Balance shows up in many ways in my life.

When I practice yoga, there are balancing moves, sometimes on one leg. My right leg is stronger than my left and when I switch to my left leg, my balance, even after two years of yoga, is still questionable.

Maybe my teen is working an equation and I breeze by him to say, “just balance it!”

Perhaps I’m paying bills and balancing finances (I am looking at you Amazon Prime and Target).

My personal favorite? Dark chocolate in one hand a green juice in the other.


What about day to day life? Am I really balanced? Is it even possible or is it a pipe dream that someone on a stunning homeschooling Instagram account espouses?

The truth?

I’m not sure.

There are days when I feel like I am rocking everything.

There are days when I feel like I am doing everyone in my home a disservice because I am working and homeschooling and human-ing.

But most days I feel like I am doing things pretty okay and good enough.

And do you know what?

It is okay. It is enough.

My version of balance can vary season to season and sometimes day to day. It’s taken me a while to grasp that it’s totally fine because I cannot be everything to everyone at all times.

Does this resonate with you? Are you homeschooling (a full-time job, no doubt) and also working inside or outside of the home? Do struggle to balance everything? Do you need to let some things go? Say YES to one thing and NO to 28 other ones?

Grab your chocolate and your green juice and let’s chat.

There are days when I feel like I am doing everyone in my home a disservice because I am working and homeschooling and human-ing.

The Myth of Balance

First, I am very fortunate to be able to work from home.  I get to write about homeschooling and our journey. I also work for a children’s company where I write, assist with social media, manage blog articles, and more.  I speak at homeschool conferences and I also have some other ideas marinating in my busy brain.

I love it.

I left the corporate world 12 years ago when our twins were born. With my oldest, I worked from home part-time, took three months off when he was born, then continued to work from home up until I had the twins. My background is in marketing communications: writing, communicating, sharing ideas, working on a team—these were all things that lit me up.  However, working in the IT field was NOT my passion.
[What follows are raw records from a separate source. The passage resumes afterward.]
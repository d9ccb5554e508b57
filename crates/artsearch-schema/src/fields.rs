//! Static field tables and the path lookups derived from them.

use artsearch_core::types::EntityKind;

/// Kind of an index field, which determines the clause types that may
/// target it.
#[derive(Debug, Clone, Copy, PartialEq, Eq)]
pub enum FieldKind {
    /// Analyzed full-text field; `autocomplete` adds the edge-n-gram
    /// sub-field prefix queries must target.
    Text { autocomplete: bool },
    /// Exact-match token, also indexed as a string facet.
    Facet,
    Number,
    Boolean,
    Date,
    /// GeoJSON point, coordinates `[longitude, latitude]`.
    Geo,
}

#[derive(Debug, Clone, Copy)]
pub struct IndexField {
    pub path: &'static str,
    pub kind: FieldKind,
}

pub const ARTIST_FIELDS: &[IndexField] = &[
    IndexField { path: "name", kind: FieldKind::Text { autocomplete: true } },
    IndexField { path: "bio", kind: FieldKind::Text { autocomplete: false } },
    IndexField { path: "categoryText", kind: FieldKind::Text { autocomplete: false } },
    IndexField { path: "searchText", kind: FieldKind::Text { autocomplete: false } },
    IndexField { path: "category", kind: FieldKind::Facet },
    IndexField { path: "subcategories", kind: FieldKind::Facet },
    IndexField { path: "city", kind: FieldKind::Facet },
    IndexField { path: "state", kind: FieldKind::Facet },
    IndexField { path: "availabilityModes", kind: FieldKind::Facet },
    IndexField { path: "pricePerHour", kind: FieldKind::Number },
    IndexField { path: "rating", kind: FieldKind::Number },
    IndexField { path: "bookingsCount", kind: FieldKind::Number },
    IndexField { path: "experienceYears", kind: FieldKind::Number },
    IndexField { path: "featured", kind: FieldKind::Boolean },
    IndexField { path: "isAvailable", kind: FieldKind::Boolean },
    IndexField { path: "location", kind: FieldKind::Geo },
    IndexField { path: "createdAt", kind: FieldKind::Date },
];

pub const WORKSHOP_FIELDS: &[IndexField] = &[
    IndexField { path: "title", kind: FieldKind::Text { autocomplete: true } },
    IndexField { path: "description", kind: FieldKind::Text { autocomplete: false } },
    IndexField { path: "categoryText", kind: FieldKind::Text { autocomplete: false } },
    IndexField { path: "searchText", kind: FieldKind::Text { autocomplete: false } },
    IndexField { path: "category", kind: FieldKind::Facet },
    IndexField { path: "tags", kind: FieldKind::Facet },
    IndexField { path: "city", kind: FieldKind::Facet },
    IndexField { path: "state", kind: FieldKind::Facet },
    IndexField { path: "mode", kind: FieldKind::Facet },
    IndexField { path: "price", kind: FieldKind::Number },
    IndexField { path: "rating", kind: FieldKind::Number },
    IndexField { path: "enrollmentsCount", kind: FieldKind::Number },
    IndexField { path: "featured", kind: FieldKind::Boolean },
    IndexField { path: "isAvailable", kind: FieldKind::Boolean },
    IndexField { path: "location", kind: FieldKind::Geo },
    IndexField { path: "nextAvailableDate", kind: FieldKind::Date },
    IndexField { path: "createdAt", kind: FieldKind::Date },
];

/// The paths the query builder targets for one entity type. Prefix queries
/// go to the `.autocomplete` sub-field; facet filters go to the bare facet
/// field.
#[derive(Debug, Clone, Copy)]
pub struct SearchPaths {
    pub autocomplete: &'static str,
    /// Ordered full-text paths for the fuzzy relevance clause.
    pub text: &'static [&'static str],
    pub category: &'static str,
    pub subcategories: &'static str,
    pub city: &'static str,
    pub price: &'static str,
    pub rating: &'static str,
    pub availability: &'static str,
    pub mode: &'static str,
    pub geo: &'static str,
}

pub const ARTIST_PATHS: SearchPaths = SearchPaths {
    autocomplete: "name.autocomplete",
    text: &["name", "bio", "categoryText", "searchText"],
    category: "category",
    subcategories: "subcategories",
    city: "city",
    price: "pricePerHour",
    rating: "rating",
    availability: "isAvailable",
    mode: "availabilityModes",
    geo: "location",
};

pub const WORKSHOP_PATHS: SearchPaths = SearchPaths {
    autocomplete: "title.autocomplete",
    text: &["title", "description", "categoryText", "searchText"],
    category: "category",
    subcategories: "tags",
    city: "city",
    price: "price",
    rating: "rating",
    availability: "isAvailable",
    mode: "mode",
    geo: "location",
};

pub fn fields(kind: EntityKind) -> &'static [IndexField] {
    match kind {
        EntityKind::Artist => ARTIST_FIELDS,
        EntityKind::Workshop => WORKSHOP_FIELDS,
    }
}

pub fn search_paths(kind: EntityKind) -> &'static SearchPaths {
    match kind {
        EntityKind::Artist => &ARTIST_PATHS,
        EntityKind::Workshop => &WORKSHOP_PATHS,
    }
}

/// Look up the declared kind of a field path, if any.
pub fn field_kind(kind: EntityKind, path: &str) -> Option<FieldKind> {
    fields(kind).iter().find(|f| f.path == path).map(|f| f.kind)
}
I was happy to walk away from the office-setting and the 9-to-5 hours.  I knew early on in my career that I would need to be in a flexible, creative environment; I also knew I wanted to be a mom more than anything.

So, here, I am, 20+ years into post-college life, and I am doing things I dreamed of and doing things I never dreamed of too. Homeschooling is definitely NOT what I envisioned myself doing, but it’s brought me to a place in my career that truly enriches my life, makes my heart happy, and earns some income. I pinch myself almost every day.

However, just because I truly love doing all of these things doesn’t mean that it’s easy or that I don’t get burned out, or that I don’t need a break.  I sometimes spend WAY too much time checking work emails, social media pages, or fielding messages. Yup, working from home and having access to ALL THE THINGS ALL THE TIME is good and hard and sometimes (okay, lots of times) I don’t balance this well.

Also, I have struggled with boundaries. I am a recovering people pleaser. I love to help people and do things for people and be a how-can-I-make-your-life-easier person. In fact, as I type this, I am hoping that my words are encouraging and that you feel refreshed after reading them and not think, “Well, that was a big waste of time!”  Told you. People-pleaser.

The good news? I recognized this about myself (finally) late last year. I was burning out (again) and feeling like at any moment all the plates I was spinning would come crashing down and I would be left to sweep up the mess that I had made because I couldn’t (or wouldn’t) ask for help.

I went belly-up to my family and a few close friends. I began working with a woman’s health and wellness guide and I also reached out to a business mentor friend for support. I had to be the driver of MY balance. I had to do the legwork and I had to stand up and say: THIS ISN’T WORKING FOR ME!

I had to be my own cheerleader and my own advocate.


Your life is no doubt different. Your job situation, your homeschool, your health—every homeschool family is walking their own path. The beauty of homeschooling is that it allows us to look at all aspects of our lives in new and different ways.

We have to get creative. We have to push boundaries, or perhaps, enforce them. We need to trust ourselves more and trust that our kids are going to be fine even if homeschooling for the day (or the week or the month) looks like Netflix, math apps on the tablet and building Lego projects all day long.

5 Ways to Set Yourself Up for Better Balance

I want to be clear: YOU are the boss of your balance. You get to figure out where you need white space and where you need activities and where you need a blanket, the couch and a good book or four. I am truly amazed every day by friends who are sharing their journeys of homeschooling and working—whatever that looks like—and knowing that I’m not alone.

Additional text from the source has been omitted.